But not all the smart data is useless. At least head parking count should be something to count on. I have one drive with over 200k parks. So I have put that drive to the pile of disks from where I pick drives and put them in my dard drive dock to backup files "off site". _________________ ..: Zucca :..
Gentoo IRC channels reside on Libera.Chat.
--
Quote: | I am NaN! I am a man! |
|
|
Back to top |
|
|
NeddySeagoon Administrator
Joined: 05 Jul 2003 Posts: 54236 Location: 56N 3W
|
Posted: Sun Mar 10, 2019 1:29 am Post subject: |
|
|
Zucca,
Be very wary of big values in the RAW field. They may be vendor specific packed bit fields.
Post the smartctl -a output. Run a long test, then post it again.

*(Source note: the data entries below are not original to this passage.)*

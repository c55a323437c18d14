//! Unified error type for the shade-engine public API.

use crate::color::ParseColorError;
use std::fmt;

/// Unified error type for the shade-engine public API.
///
/// # Example
///
/// ```
/// use shade_engine::{EngineError, Srgb};
///
/// fn parse(hex: &str) -> Result<Srgb, EngineError> {
///     Ok(hex.parse::<Srgb>()?)
/// }
///
/// assert!(parse("#00ff00").is_ok());
/// assert!(parse("nope").is_err());
/// ```
#[derive(Debug, Clone, PartialEq)]
pub enum EngineError {
    /// A matcher option is out of range (negative, zero, or not finite)
    InvalidOption { name: &'static str, value: f64 },
    /// Color parsing error (invalid hex string)
    ParseColor(ParseColorError),
}

impl fmt::Display for EngineError {
    fn fmt(&self, f: &mut fmt::Formatter<'_>) -> fmt::Result {
        match self {
            EngineError::InvalidOption { name, value } => {
                write!(f, "invalid value for {}: {}", name, value)
            }
            EngineError::ParseColor(err) => write!(f, "color parse error: {}", err),
        }
    }
}

impl std::error::Error for EngineError {
    fn source(&self) -> Option<&(dyn std::error::Error + 'static)> {
        match self {
            EngineError::InvalidOption { .. } => None,
            EngineError::ParseColor(err) => Some(err),
        }
    }
}

impl From<ParseColorError> for EngineError {
    fn from(err: ParseColorError) -> Self {
        EngineError::ParseColor(err)
    }
}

The long test does a full surface scan. If it fails, or there are changes in the smartctl output between before and after a long test, the changes need to be understood. _________________ Regards,
NeddySeagoon
Computer users fall into two groups:-
those that do backups
those that have never had a hard drive fail. |
|
Back to top |
|
|
Zucca Moderator
Joined: 14 Jun 2007 Posts: 3343 Location: Rasi, Finland
|
Posted: Sun Mar 10, 2019 12:07 pm Post subject: |
|
|
I did the long test before I started this topic. Since then the "critical" values have not changed. Also all the test have passed succesfully. _________________ ..: Zucca :..

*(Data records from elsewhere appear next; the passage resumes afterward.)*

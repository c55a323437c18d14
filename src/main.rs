use anyhow::Context;
use clap::{Parser, Subcommand};
use std::path::{Path, PathBuf};
use tracing_subscriber::{layer::SubscriberExt, util::SubscriberInitExt};
use utoipa::OpenApi;
use utoipa_swagger_ui::SwaggerUi;

use shade_engine::{Growth, PixelSource, Point};
use shadematch::api;
use shadematch::models::{AppConfig, Selection, Session};
use shadematch::server;
use shadematch::services::MatchService;

#[derive(Parser)]
#[command(name = "shadematch")]
#[command(about = "Shadematch - perceptual tooth shade matching")]
struct Cli {
    #[command(subcommand)]
    command: Option<Commands>,
}

#[derive(Subcommand)]
enum Commands {
    /// Start the HTTP server
    Serve,
    /// Match a session's teeth against its shades
    Match {
        /// PNG photograph
        #[arg(short, long)]
        image: PathBuf,

        /// Session file (YAML or JSON) with `teeth` and `shades` rectangles
        #[arg(short, long)]
        session: PathBuf,
    },
    /// Grow a region from a pixel
    Region {
        /// PNG photograph
        #[arg(short, long)]
        image: PathBuf,

        /// Seed column
        #[arg(short, long)]
        x: u32,

        /// Seed row
        #[arg(short, long)]
        y: u32,

        /// ΔE2000 tolerance (default from config, 2.8)
        #[arg(short, long)]
        tolerance: Option<f64>,
    },
    /// Write the image with the session outlined and the winner marked
    Annotate {
        /// PNG photograph
        #[arg(short, long)]
        image: PathBuf,

        /// Session file (YAML or JSON)
        #[arg(short, long)]
        session: PathBuf,

        /// Output PNG file path
        #[arg(short, long)]
        output: PathBuf,
    },
}

/// OpenAPI documentation
#[derive(OpenApi)]
#[openapi(
    info(
        title = "Shadematch API",
        description = "Perceptual tooth shade matching",
        version = "0.1.0",
        license(name = "MIT")
    ),
    paths(
        api::handle_upload,
        api::handle_get_image,
        api::handle_match,
        api::handle_region,
        api::handle_annotate,
    ),
    components(schemas(
        api::UploadResponse,
        api::ImageInfo,
        api::MatchResponse,
        api::RegionRequest,
        api::RegionResponse,
        Session,
        Selection,
    )),
    tags(
        (name = "Images", description = "Photograph upload and metadata"),
        (name = "Matching", description = "Shade matching, region selection and annotation")
    )
)]
struct ApiDoc;

#[tokio::main]
async fn main() -> anyhow::Result<()> {
    let cli = Cli::parse();

    match cli.command {
        Some(Commands::Serve) => run_server().await,
        Some(Commands::Match { image, session }) => run_match_command(&image, &session),
        Some(Commands::Region {
            image,
            x,
            y,
            tolerance,
        }) => run_region_command(&image, x, y, tolerance),
        Some(Commands::Annotate {
            image,
            session,
            output,
        }) => run_annotate_command(&image, &session, &output),
        None => {
            run_status_command();
            Ok(())
        }
    }
}

/// Minimal logging for CLI commands
fn init_cli_logging() {
    tracing_subscriber::registry()
        .with(
            tracing_subscriber::EnvFilter::try_from_default_env()
                .unwrap_or_else(|_| "shadematch=warn".into()),
        )
        .with(tracing_subscriber::fmt::layer().without_time())
        .init();
}

/// Load config, the image and (optionally) a session for a CLI command
fn load_inputs(
    image: &Path,
    session: Option<&Path>,
) -> anyhow::Result<(MatchService, shade_engine::PixelBuffer, Session)> {
    init_cli_logging();

    let service = MatchService::new(&AppConfig::from_env());

    let bytes =
        std::fs::read(image).with_context(|| format!("Failed to read {}", image.display()))?;
    let pixels = service
        .decode_blocking(&bytes)
        .with_context(|| format!("Failed to decode {}", image.display()))?;

    let session = match session {
        Some(path) => {
            let content = std::fs::read_to_string(path)
                .with_context(|| format!("Failed to read {}", path.display()))?;
            Session::parse(&content)
                .with_context(|| format!("Failed to parse session {}", path.display()))?
        }
        None => Session::default(),
    };

    Ok((service, pixels, session))
}

/// Print the winning shade and every shade's distance
fn run_match_command(image: &Path, session: &Path) -> anyhow::Result<()> {
    let (service, pixels, session) = load_inputs(image, Some(session))?;
    let report = service.match_blocking(&pixels, &session);

    println!("index: {}", report.sentinel_index());
    for (i, distance) in report.distances.iter().enumerate() {
        let marker = if report.best == Some(i) { " *" } else { "" };
        match distance {
            Some(d) => println!("  shade {i}: {d:.4}{marker}"),
            None => println!("  shade {i}: no pixels"),
        }
    }
    Ok(())
}

/// Print the grown rectangle or "no region"
fn run_region_command(image: &Path, x: u32, y: u32, tolerance: Option<f64>) -> anyhow::Result<()> {
    let (service, pixels, _) = load_inputs(image, None)?;
    let growth = service.region_blocking(&pixels, Point::new(x, y), tolerance)?;

    if pixels.contains(Point::new(x, y)) {
        println!("seed color: {}", pixels.pixel(x, y).to_hex());
    }
    match growth {
        Growth::Region(rect) => println!(
            "x: {} y: {} width: {} height: {}",
            rect.x, rect.y, rect.width, rect.height
        ),
        Growth::Runaway { iterations, .. } => {
            println!("no region (runaway after {iterations} pixels)")
        }
        Growth::TooSmall { size, .. } => println!("no region (only {size} pixels)"),
        Growth::OutOfBounds { .. } => println!(
            "no region (seed outside {}x{} image)",
            pixels.width(),
            pixels.height()
        ),
    }
    Ok(())
}

/// Render the annotated image to a PNG file
fn run_annotate_command(image: &Path, session: &Path, output: &Path) -> anyhow::Result<()> {
    let (service, pixels, session) = load_inputs(image, Some(session))?;
    let (report, png) = service.annotate_blocking(&pixels, &session)?;

    std::fs::write(output, &png)
        .with_context(|| format!("Failed to write {}", output.display()))?;

    println!(
        "Wrote {} ({} bytes, index {})",
        output.display(),
        png.len(),
        report.sentinel_index()
    );
    Ok(())
}

/// Display status and configuration information
fn run_status_command() {
    const VERSION: &str = env!("CARGO_PKG_VERSION");

    // Read environment variables
    let bind_addr = std::env::var("BIND_ADDR").ok();
    let config_file = std::env::var("CONFIG_FILE").ok();

    // Header
    println!("Shadematch v{VERSION}");
    println!("Perceptual tooth shade matching\n");

    // Environment variables section
    println!("Environment Variables:");
    println!(
        "  BIND_ADDR   = {}",
        bind_addr.as_deref().unwrap_or("0.0.0.0:3000 (default)")
    );
    println!(
        "  CONFIG_FILE = {}",
        config_file.as_deref().unwrap_or("(not set)")
    );

    // Config source
    let config_source = match config_file {
        Some(ref path) if Path::new(path).exists() => path.to_string(),
        Some(_) => "defaults (file not found)".to_string(),
        None => "defaults".to_string(),
    };
    println!("\nConfiguration: {config_source}");

    let config = match config_file {
        Some(ref path) => AppConfig::load(Some(Path::new(path))),
        None => AppConfig::default(),
    };
    let options = *config.matcher().options();
    println!("  prune_threshold = {}", options.prune_threshold);
    println!(
        "  weights         = kL {} kC {} kH {}",
        options.weights.lightness, options.weights.chroma, options.weights.hue
    );
    println!("  tolerance       = {}", options.tolerance);
    println!("  min_region_size = {}", options.min_region_size);
    println!("  max_iterations  = {}", options.max_iterations);
    println!("  max_image_bytes = {}", config.limits.max_image_bytes);
    println!("  max_pixels      = {}", config.limits.max_pixels);
    println!("  max_images      = {}", config.limits.max_images);

    // Commands section
    println!("\nCommands:");
    println!("  shadematch serve      Start the HTTP server");
    println!("  shadematch match      Match teeth against shades in a PNG");
    println!("  shadematch region     Grow a region from a pixel");
    println!("  shadematch annotate   Write the annotated PNG");
    println!("\nRun 'shadematch --help' for more details.");
}

/// Run the HTTP server
async fn run_server() -> anyhow::Result<()> {
    // Initialize tracing
    tracing_subscriber::registry()
        .with(
            tracing_subscriber::EnvFilter::try_from_default_env()
                .unwrap_or_else(|_| "shadematch=debug,tower_http=debug".into()),
        )
        .with(tracing_subscriber::fmt::layer())
        .init();

    let bind_addr = std::env::var("BIND_ADDR").unwrap_or_else(|_| "0.0.0.0:3000".to_string());
    let config = AppConfig::from_env();

    tracing::info!(
        prune_threshold = config.matching.prune_threshold,
        tolerance = config.region.tolerance,
        max_image_bytes = config.limits.max_image_bytes,
        "Configuration loaded"
    );

    let state = server::create_app_state(config);

    // Build router: shared API routes plus the documentation UI
    let app = server::build_router(state)
        .merge(SwaggerUi::new("/swagger-ui").url("/api-docs/openapi.json", ApiDoc::openapi()));

    let listener = tokio::net::TcpListener::bind(&bind_addr).await?;
    tracing::info!(addr = %bind_addr, "Shadematch server listening");

    axum::serve(listener, app).await?;

    Ok(())
}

Gentoo IRC channels reside on Libera.Chat.
--
Quote: | I am NaN! I am a man! |
|
|
Back to top |
|
|
krinn Watchman
Joined: 02 May 2003 Posts: 7470
|
Posted: Sun Mar 10, 2019 2:29 pm Post subject: |
|
|
don't forget the tests limitations too.
it's doable to pass test on a fs reading sector # on raid1, while one of disk has that sector damage and the other answer to the query. making fs all ok, while the disk is not
the fs only report trouble to part of the disk use by the fs, so btrfs only reporting 1 error mean btrfs has only seen an error, while the disk may be damage somewhere not use by that fs.

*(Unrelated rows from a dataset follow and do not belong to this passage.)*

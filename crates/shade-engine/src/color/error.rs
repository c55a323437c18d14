//! Error type for color parsing

use std::fmt;
use std::num::ParseIntError;

/// Error type for parsing hex color strings.
///
/// Returned when parsing a hex color string fails, either due to
/// invalid length or invalid hexadecimal characters.
#[derive(Debug, Clone, PartialEq)]
pub enum ParseColorError {
    /// Hex string has invalid length (must be 3 or 6 characters after stripping '#')
    InvalidLength,
    /// Invalid hexadecimal character encountered
    InvalidHex(ParseIntError),
}

impl From<ParseIntError> for ParseColorError {
    fn from(err: ParseIntError) -> Self {
        ParseColorError::InvalidHex(err)
    }
}

impl fmt::Display for ParseColorError {
    fn fmt(&self, f: &mut fmt::Formatter<'_>) -> fmt::Result {
        match self {
            ParseColorError::InvalidLength => {
                write!(f, "invalid hex color length (expected 3 or 6 characters)")
            }
            ParseColorError::InvalidHex(err) => {
                write!(f, "invalid hex character: {}", err)
            }
        }
    }
}

impl std::error::Error for ParseColorError {
    fn source(&self) -> Option<&(dyn std::error::Error + 'static)> {
        match self {
            ParseColorError::InvalidHex(err) => Some(err),
            _ => None,
        }
    }
}
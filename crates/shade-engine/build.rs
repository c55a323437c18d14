use std::env;
use std::fs::File;
use std::io::Write;
use std::path::Path;

/// IEC 61966-2-1 exact formula: sRGB to linear
fn srgb_to_linear_exact(srgb: f64) -> f64 {
    if srgb <= 0.04045 {
        srgb / 12.92
    } else {
        ((srgb + 0.055) / 1.055).powf(2.4)
    }
}

fn main() {
    let out_dir = env::var("OUT_DIR").unwrap();
    let dest_path = Path::new(&out_dir).join("gamma_lut.rs");
    let mut file = File::create(&dest_path).unwrap();

    // One entry per 8-bit channel value. `{:?}` prints the shortest string
    // that round-trips, so the table is bit-identical to the formula.
    writeln!(file, "/// Lookup table for 8-bit sRGB to linear conversion").unwrap();
    writeln!(file, "/// Index: 8-bit channel value, Value: linear value").unwrap();
    writeln!(file, "pub static SRGB8_TO_LINEAR: [f64; 256] = [").unwrap();
    for i in 0..256 {
        let srgb = i as f64 / 255.0;
        let linear = srgb_to_linear_exact(srgb);
        if i > 0 && i % 4 == 0 {
            writeln!(file).unwrap();
        }
        write!(file, "    {:?},", linear).unwrap();
    }
    writeln!(file, "\n];").unwrap();

    println!("cargo::rerun-if-changed=build.rs");
}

same for smart test (software test done by smartctrl), for me it only test the array, and not the disk themselves, i had a disk failure report by my card, while smartctrl was reporting all was fine.
So for me, if you're not using hardware raid, i would trust better the smartctl results, and assume the disk has fail really 7 times.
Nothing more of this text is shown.